* TASK OBJECTIVE: Two lines below mark the span: the one containing "if self.status == StatusCode::NO_CONTENT" and the one containing "let user = create_user(&mut". Set down both, plus every line between, exactly as they stand, and nothing else.

[Stored records]
──────────
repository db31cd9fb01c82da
//! Album HTTP handlers.

use axum::extract::{Path, State};
use axum::http::StatusCode;
use serde::Deserialize;
use serde_json::json;
use sqlx::SqlitePool;
use uuid::Uuid;

use crate::albums::db::{self, AlbumFilter, AlbumPatch, NewAlbum};
use crate::artists::db::find_artist;
use crate::auth::policy::{self, Action};
use crate::envelope::ApiSuccess;
use crate::error::ApiError;
use crate::extract::{ApiJson, ApiQuery};
use crate::middleware::auth::AuthUser;
use crate::validate::{default_limit, parse_id, FieldCheck};

#[derive(Debug, Deserialize)]
pub struct AlbumListQuery {
    #[serde(default = "default_limit")]
    pub limit: i64,
    #[serde(default)]
    pub offset: i64,
    pub artist_id: Option<Uuid>,
    pub hidden: Option<bool>,
}

#[derive(Debug, Deserialize)]
pub struct CreateAlbumRequest {
    pub artist_id: Option<Uuid>,
    pub name: Option<String>,
    pub year: Option<i64>,
    pub hidden: Option<bool>,
}

impl CreateAlbumRequest {
    fn validate(self) -> Result<NewAlbum, ApiError> {
        let mut check = FieldCheck::new();
        let artist_id = check.required("artist_id", self.artist_id);
        let name = check.required_text("name", self.name);
        let year = check.required("year", self.year);
        let hidden = check.required("hidden", self.hidden);
        check.finish()?;

        match (artist_id, name, year, hidden) {
            (Some(artist_id), Some(name), Some(year), Some(hidden)) => Ok(NewAlbum {
                artist_id,
                name,
                year,
                hidden,
            }),
            _ => Err(ApiError::invalid_input("Bad Request")),
        }
    }
}

#[derive(Debug, Deserialize)]
pub struct UpdateAlbumRequest {
    pub name: Option<String>,
    pub year: Option<i64>,
    pub hidden: Option<bool>,
}

impl UpdateAlbumRequest {
    fn validate(self) -> Result<AlbumPatch, ApiError> {
        if let Some(name) = &self.name {
            if name.trim().is_empty() {
                return Err(ApiError::invalid_input(
                    "Bad Request, Reason: Missing Field(s) - name",
                ));
            }
        }
        Ok(AlbumPatch {
            name: self.name,
            year: self.year,
            hidden: self.hidden,
        })
    }
}

/// `GET /api/v1/albums`
pub async fn list_albums(
    AuthUser(caller): AuthUser,
    State(pool): State<SqlitePool>,
    ApiQuery(params): ApiQuery<AlbumListQuery>,
) -> Result<ApiSuccess, ApiError> {
    policy::require(caller.role, Action::ReadCatalog)?;

    let filter = AlbumFilter {
        artist_id: params.artist_id,
        hidden: params.hidden,
    };
    let albums = db::list_albums(&pool, &filter, params.limit, params.offset).await?;

    Ok(ApiSuccess::with_data(
        StatusCode::OK,
        serde_json::to_value(albums)?,
        "Albums retrieved successfully.",
    ))
}

/// `GET /api/v1/albums/{id}`
pub async fn get_album(
    AuthUser(caller): AuthUser,
    State(pool): State<SqlitePool>,
    Path(id): Path<String>,
) -> Result<ApiSuccess, ApiError> {
    policy::require(caller.role, Action::ReadCatalog)?;
    let album_id = parse_id(&id)?;

    let album = db::find_album(&pool, album_id)
        .await?
        .ok_or_else(|| ApiError::not_found("Album not found."))?;

    Ok(ApiSuccess::with_data(
        StatusCode::OK,
        serde_json::to_value(album)?,
        "Album retrieved successfully.",
    ))
}

/// `POST /api/v1/albums/add-album`
///
/// The owning artist must exist before the album is created.
pub async fn add_album(
    AuthUser(caller): AuthUser,
    State(pool): State<SqlitePool>,
    ApiJson(request): ApiJson<CreateAlbumRequest>,
) -> Result<ApiSuccess, ApiError> {
    policy::require(caller.role, Action::WriteCatalog)?;

    let new = request.validate()?;

    if find_artist(&pool, new.artist_id).await?.is_none() {
        return Err(ApiError::not_found("Artist not found."));
    }

    let album = db::create_album(&pool, new).await?;
    tracing::info!("album created: {}", album.album_id);

    Ok(ApiSuccess::with_data(
        StatusCode::CREATED,
        json!({ "album_id": album.album_id }),
        "Album created successfully.",
    ))
}

/// `PUT /api/v1/albums/{id}`
pub async fn update_album(
    AuthUser(caller): AuthUser,
    State(pool): State<SqlitePool>,
    Path(id): Path<String>,
    ApiJson(request): ApiJson<UpdateAlbumRequest>,
) -> Result<ApiSuccess, ApiError> {
    policy::require(caller.role, Action::WriteCatalog)?;
    let album_id = parse_id(&id)?;

    let patch = request.validate()?;
    let touched = db::update_album(&pool, album_id, &patch).await?;
    if touched == 0 {
        return Err(ApiError::not_found("Album not found."));
    }

    Ok(ApiSuccess::no_content())
}

/// `DELETE /api/v1/albums/{id}`
pub async fn delete_album(
    AuthUser(caller): AuthUser,
    State(pool): State<SqlitePool>,
    Path(id): Path<String>,
) -> Result<ApiSuccess, ApiError> {
    policy::require(caller.role, Action::WriteCatalog)?;
    let album_id = parse_id(&id)?;

    let removed = db::delete_album(&pool, album_id).await?;
    if removed == 0 {
        return Err(ApiError::not_found("Album not found."));
    }

    tracing::info!("album deleted: {album_id}");

    Ok(ApiSuccess::message(
        StatusCode::OK,
        "Album deleted successfully.",
    ))
}
//! Track HTTP handlers.

use axum::extract::{Path, State};
use axum::http::StatusCode;
use serde::Deserialize;
use serde_json::json;
use sqlx::SqlitePool;
use uuid::Uuid;

use crate::albums::db::find_album;
use crate::artists::db::find_artist;
use crate::auth::policy::{self, Action};
use crate::envelope::ApiSuccess;
use crate::error::ApiError;
use crate::extract::{ApiJson, ApiQuery};
use crate::middleware::auth::AuthUser;
use crate::tracks::db::{self, NewTrack, TrackFilter, TrackPatch};
use crate::validate::{default_limit, parse_id, FieldCheck};

#[derive(Debug, Deserialize)]
pub struct TrackListQuery {
    #[serde(default = "default_limit")]
    pub limit: i64,
    #[serde(default)]
    pub offset: i64,
    pub artist_id: Option<Uuid>,
    pub album_id: Option<Uuid>,
    pub hidden: Option<bool>,
}

#[derive(Debug, Deserialize)]
pub struct CreateTrackRequest {
    pub artist_id: Option<Uuid>,
    pub album_id: Option<Uuid>,
    pub name: Option<String>,
    pub duration: Option<i64>,
    pub hidden: Option<bool>,
}

impl CreateTrackRequest {
    fn validate(self) -> Result<NewTrack, ApiError> {
        let mut check = FieldCheck::new();
        let artist_id = check.required("artist_id", self.artist_id);
        let album_id = check.required("album_id", self.album_id);
        let name = check.required_text("name", self.name);
        let duration = check.required("duration", self.duration);
        let hidden = check.required("hidden", self.hidden);
        check.finish()?;

        match (artist_id, album_id, name, duration, hidden) {
            (Some(artist_id), Some(album_id), Some(name), Some(duration), Some(hidden)) => {
                Ok(NewTrack {
                    artist_id,
                    album_id,
                    name,
                    duration,
                    hidden,
                })
            }
            _ => Err(ApiError::invalid_input("Bad Request")),
        }
    }
}

#[derive(Debug, Deserialize)]
pub struct UpdateTrackRequest {
    pub name: Option<String>,
    pub duration: Option<i64>,
    pub hidden: Option<bool>,
}

impl UpdateTrackRequest {
    fn validate(self) -> Result<TrackPatch, ApiError> {
        if let Some(name) = &self.name {
            if name.trim().is_empty() {
                return Err(ApiError::invalid_input(
                    "Bad Request, Reason: Missing Field(s) - name",
                ));
            }
        }
        Ok(TrackPatch {
            name: self.name,
            duration: self.duration,
            hidden: self.hidden,
        })
    }
}

/// `GET /api/v1/tracks`
pub async fn list_tracks(
    AuthUser(caller): AuthUser,
    State(pool): State<SqlitePool>,
    ApiQuery(params): ApiQuery<TrackListQuery>,
) -> Result<ApiSuccess, ApiError> {
    policy::require(caller.role, Action::ReadCatalog)?;

    let filter = TrackFilter {
        artist_id: params.artist_id,
        album_id: params.album_id,
        hidden: params.hidden,
    };
    let tracks = db::list_tracks(&pool, &filter, params.limit, params.offset).await?;

    Ok(ApiSuccess::with_data(
        StatusCode::OK,
        serde_json::to_value(tracks)?,
        "Tracks retrieved successfully.",
    ))
}

/// `GET /api/v1/tracks/{id}`
pub async fn get_track(
    AuthUser(caller): AuthUser,
    State(pool): State<SqlitePool>,
    Path(id): Path<String>,
) -> Result<ApiSuccess, ApiError> {
    policy::require(caller.role, Action::ReadCatalog)?;
    let track_id = parse_id(&id)?;

    let track = db::find_track(&pool, track_id)
        .await?
        .ok_or_else(|| ApiError::not_found("Track not found."))?;

    Ok(ApiSuccess::with_data(
        StatusCode::OK,
        serde_json::to_value(track)?,
        "Track retrieved successfully.",
    ))
}

/// `POST /api/v1/tracks/add-track`
///
/// Both the owning artist and album must exist before the track is created.
pub async fn add_track(
    AuthUser(caller): AuthUser,
    State(pool): State<SqlitePool>,
    ApiJson(request): ApiJson<CreateTrackRequest>,
) -> Result<ApiSuccess, ApiError> {
    policy::require(caller.role, Action::WriteCatalog)?;

    let new = request.validate()?;

    if find_artist(&pool, new.artist_id).await?.is_none() {
        return Err(ApiError::not_found("Artist not found."));
    }
    if find_album(&pool, new.album_id).await?.is_none() {
        return Err(ApiError::not_found("Album not found."));
    }

    let track = db::create_track(&pool, new).await?;
    tracing::info!("track created: {}", track.track_id);

    Ok(ApiSuccess::with_data(
        StatusCode::CREATED,
        json!({ "track_id": track.track_id }),
        "Track created successfully.",
    ))
}

/// `PUT /api/v1/tracks/{id}`
pub async fn update_track(
    AuthUser(caller): AuthUser,
    State(pool): State<SqlitePool>,
    Path(id): Path<String>,
    ApiJson(request): ApiJson<UpdateTrackRequest>,
) -> Result<ApiSuccess, ApiError> {
    policy::require(caller.role, Action::WriteCatalog)?;
    let track_id = parse_id(&id)?;

    let patch = request.validate()?;
    let touched = db::update_track(&pool, track_id, &patch).await?;
    if touched == 0 {
        return Err(ApiError::not_found("Track not found."));
    }

    Ok(ApiSuccess::no_content())
}

/// `DELETE /api/v1/tracks/{id}`
pub async fn delete_track(
    AuthUser(caller): AuthUser,
    State(pool): State<SqlitePool>,
    Path(id): Path<String>,
) -> Result<ApiSuccess, ApiError> {
    policy::require(caller.role, Action::WriteCatalog)?;
    let track_id = parse_id(&id)?;

    let removed = db::delete_track(&pool, track_id).await?;
    if removed == 0 {
        return Err(ApiError::not_found("Track not found."));
    }

    tracing::info!("track deleted: {track_id}");

    Ok(ApiSuccess::message(
        StatusCode::OK,
        "Track deleted successfully.",
    ))
}
//! Tunedeck
//!
//! REST backend for a music library: artists, albums, tracks, favorites,
//! and users, with JWT authentication and role-based authorization.
//!
//! Every handler follows the same shape: the auth middleware verifies the
//! bearer token, the authorization policy checks the caller's role, the
//! handler validates the request and performs a single-table operation
//! through sqlx, and the result is wrapped in the uniform
//! `{status, data, message, error}` envelope.

pub mod albums;
pub mod artists;
pub mod auth;
pub mod envelope;
pub mod error;
pub mod extract;
pub mod favorites;
pub mod middleware;
pub mod routes;
pub mod server;
pub mod tracks;
pub mod validate;
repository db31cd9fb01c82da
//! Protected API routes.
//!
//! Everything registered here sits behind the auth middleware; the
//! route_layer is applied in [`crate::routes::router`].

use axum::routing::{delete, get, post, put};
use axum::Router;

use crate::albums::handlers as albums;
use crate::artists::handlers as artists;
use crate::auth::{add_user, delete_user, list_users, update_password};
use crate::favorites::handlers as favorites;
use crate::server::state::AppState;
use crate::tracks::handlers as tracks;

/// Add the token-protected routes to the router.
pub fn configure_api_routes(router: Router<AppState>) -> Router<AppState> {
    router
        // Artists
        .route("/api/v1/artists", get(artists::list_artists))
        .route("/api/v1/artists/add-artist", post(artists::add_artist))
        .route(
            "/api/v1/artists/{id}",
            get(artists::get_artist)
                .put(artists::update_artist)
                .delete(artists::delete_artist),
        )
        // Albums
        .route("/api/v1/albums", get(albums::list_albums))
        .route("/api/v1/albums/add-album", post(albums::add_album))
        .route(
            "/api/v1/albums/{id}",
            get(albums::get_album)
                .put(albums::update_album)
                .delete(albums::delete_album),
        )
        // Tracks
        .route("/api/v1/tracks", get(tracks::list_tracks))
        .route("/api/v1/tracks/add-track", post(tracks::add_track))
        .route(
            "/api/v1/tracks/{id}",
            get(tracks::get_track)
                .put(tracks::update_track)
                .delete(tracks::delete_track),
        )
        // Favorites (always scoped to the token bearer)
        .route(
            "/api/v1/favorites/add-favorite",
            post(favorites::add_favorite),
        )
        .route(
            "/api/v1/favorites/remove-favorite/{id}",
            delete(favorites::remove_favorite),
        )
        .route(
            "/api/v1/favorites/{category}",
            get(favorites::list_favorites),
        )
        // User administration (Admin only, enforced by the policy table)
        .route("/api/v1/users", get(list_users))
        .route("/api/v1/users/add-user", post(add_user))
        .route("/api/v1/users/update-password", put(update_password))
        .route("/api/v1/users/{id}", delete(delete_user))
}
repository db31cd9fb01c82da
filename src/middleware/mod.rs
//! Request middleware.

pub mod auth;
//! Password change handler for `PUT /api/v1/users/update-password`.

use axum::extract::State;
use bcrypt::{hash, verify, DEFAULT_COST};
use sqlx::SqlitePool;

use crate::auth::handlers::types::UpdatePasswordRequest;
use crate::auth::policy::{self, Action};
use crate::auth::users;
use crate::envelope::ApiSuccess;
use crate::error::ApiError;
use crate::extract::ApiJson;
use crate::middleware::auth::AuthUser;

/// Any authenticated role may change its own password, after re-proving
/// the old one.
pub async fn update_password(
    AuthUser(caller): AuthUser,
    State(pool): State<SqlitePool>,
    ApiJson(request): ApiJson<UpdatePasswordRequest>,
) -> Result<ApiSuccess, ApiError> {
    policy::require(caller.role, Action::UpdateOwnPassword)?;

    let (old_password, new_password) = request.validate()?;

    let user = users::get_user_by_id(&pool, caller.user_id)
        .await?
        .ok_or_else(|| ApiError::not_found("User not found"))?;

    if !verify(&old_password, &user.password_hash)? {
        return Err(ApiError::forbidden("Forbidden: Old password is incorrect"));
    }

    let password_hash = hash(&new_password, DEFAULT_COST)?;
    users::update_password(&pool, caller.user_id, &password_hash).await?;

    tracing::info!("password updated for {}", caller.user_id);

    Ok(ApiSuccess::no_content())
}
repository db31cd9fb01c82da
//! Tracks: model, queries, and HTTP handlers.

pub mod db;
pub mod handlers;
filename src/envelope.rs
//! Uniform response envelope.
//!
//! Every endpoint answers with `{status, data, message, error}`; the body
//! `status` always mirrors the HTTP status code. The one exception is a
//! successful update, which is a bare 204 with no body.

use axum::http::StatusCode;
use axum::response::{IntoResponse, Json, Response};
use serde::Serialize;
use serde_json::Value;

/// The wire-level response wrapper.
#[derive(Debug, Serialize)]
pub struct Envelope {
    pub status: u16,
    pub data: Value,
    pub message: String,
    /// Diagnostic detail, populated for 5xx responses only.
    pub error: Option<String>,
}

impl Envelope {
    pub fn new(status: StatusCode, data: Value, message: impl Into<String>, error: Option<String>) -> Self {
        Self {
            status: status.as_u16(),
            data,
            message: message.into(),
            error,
        }
    }
}

/// A successful handler outcome, rendered as an enveloped JSON response.
#[derive(Debug)]
pub struct ApiSuccess {
    status: StatusCode,
    data: Value,
    message: String,
}

impl ApiSuccess {
    /// Success with no payload beyond the confirmation message.
    pub fn message(status: StatusCode, message: impl Into<String>) -> Self {
        Self {
            status,
            data: Value::Null,
            message: message.into(),
        }
    }

    /// Success carrying a payload in `data`.
    pub fn with_data(status: StatusCode, data: Value, message: impl Into<String>) -> Self {
        Self {
            status,
            data,
            message: message.into(),
        }
    }

    /// Bare 204 with an empty body.
    pub fn no_content() -> Self {
        Self {
            status: StatusCode::NO_CONTENT,
            data: Value::Null,
            message: String::new(),
        }
    }
}

impl IntoResponse for ApiSuccess {
    fn into_response(self) -> Response {
        if self.status == StatusCode::NO_CONTENT {
            return StatusCode::NO_CONTENT.into_response();
        }
        let envelope = Envelope::new(self.status, self.data, self.message, None);
        (self.status, Json(envelope)).into_response()
    }
}
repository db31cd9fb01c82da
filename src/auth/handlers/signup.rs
//! Signup handler for `POST /api/v1/signup`.
//!
//! The first user ever registered becomes Admin; everyone after that is a
//! Viewer. The count and the insert run inside one transaction so two
//! concurrent first signups cannot both become Admin, and the unique email
//! index turns duplicate registrations into a 409.

use axum::extract::State;
use axum::http::StatusCode;
use bcrypt::{hash, DEFAULT_COST};
use sqlx::SqlitePool;

use crate::auth::handlers::types::SignupRequest;
use crate::auth::users::{count_users, create_user, Role};
use crate::envelope::ApiSuccess;
use crate::error::ApiError;
use crate::extract::ApiJson;

pub async fn signup(
    State(pool): State<SqlitePool>,
    ApiJson(request): ApiJson<SignupRequest>,
) -> Result<ApiSuccess, ApiError> {
    let (email, password) = request.validate()?;

    let password_hash = hash(&password, DEFAULT_COST)?;

    let mut tx = pool.begin().await?;
    let existing = count_users(&mut *tx).await?;
    let role = if existing == 0 { Role::Admin } else { Role::Viewer };

    let user = create_user(&mut *tx, &email, &password_hash, role)
        .await
        .map_err(|e| ApiError::conflict_on_unique(e, "Email already exists."))?;
    tx.commit().await?;

    tracing::info!("user created: {} ({})", user.email, user.role.as_str());

    Ok(ApiSuccess::message(
        StatusCode::CREATED,
        "User created successfully.",
    ))
}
──────────
* TASK OUTPUT:
        if self.status == StatusCode::NO_CONTENT {
            return StatusCode::NO_CONTENT.into_response();
        }
        let envelope = Envelope::new(self.status, self.data, self.message, None);
        (self.status, Json(envelope)).into_response()
    }
}
repository db31cd9fb01c82da
filename src/auth/handlers/signup.rs
//! Signup handler for `POST /api/v1/signup`.
//!
//! The first user ever registered becomes Admin; everyone after that is a
//! Viewer. The count and the insert run inside one transaction so two
//! concurrent first signups cannot both become Admin, and the unique email
//! index turns duplicate registrations into a 409.

use axum::extract::State;
use axum::http::StatusCode;
use bcrypt::{hash, DEFAULT_COST};
use sqlx::SqlitePool;

use crate::auth::handlers::types::SignupRequest;
use crate::auth::users::{count_users, create_user, Role};
use crate::envelope::ApiSuccess;
use crate::error::ApiError;
use crate::extract::ApiJson;

pub async fn signup(
    State(pool): State<SqlitePool>,
    ApiJson(request): ApiJson<SignupRequest>,
) -> Result<ApiSuccess, ApiError> {
    let (email, password) = request.validate()?;

    let password_hash = hash(&password, DEFAULT_COST)?;

    let mut tx = pool.begin().await?;
    let existing = count_users(&mut *tx).await?;
    let role = if existing == 0 { Role::Admin } else { Role::Viewer };

    let user = create_user(&mut *tx, &email, &password_hash, role)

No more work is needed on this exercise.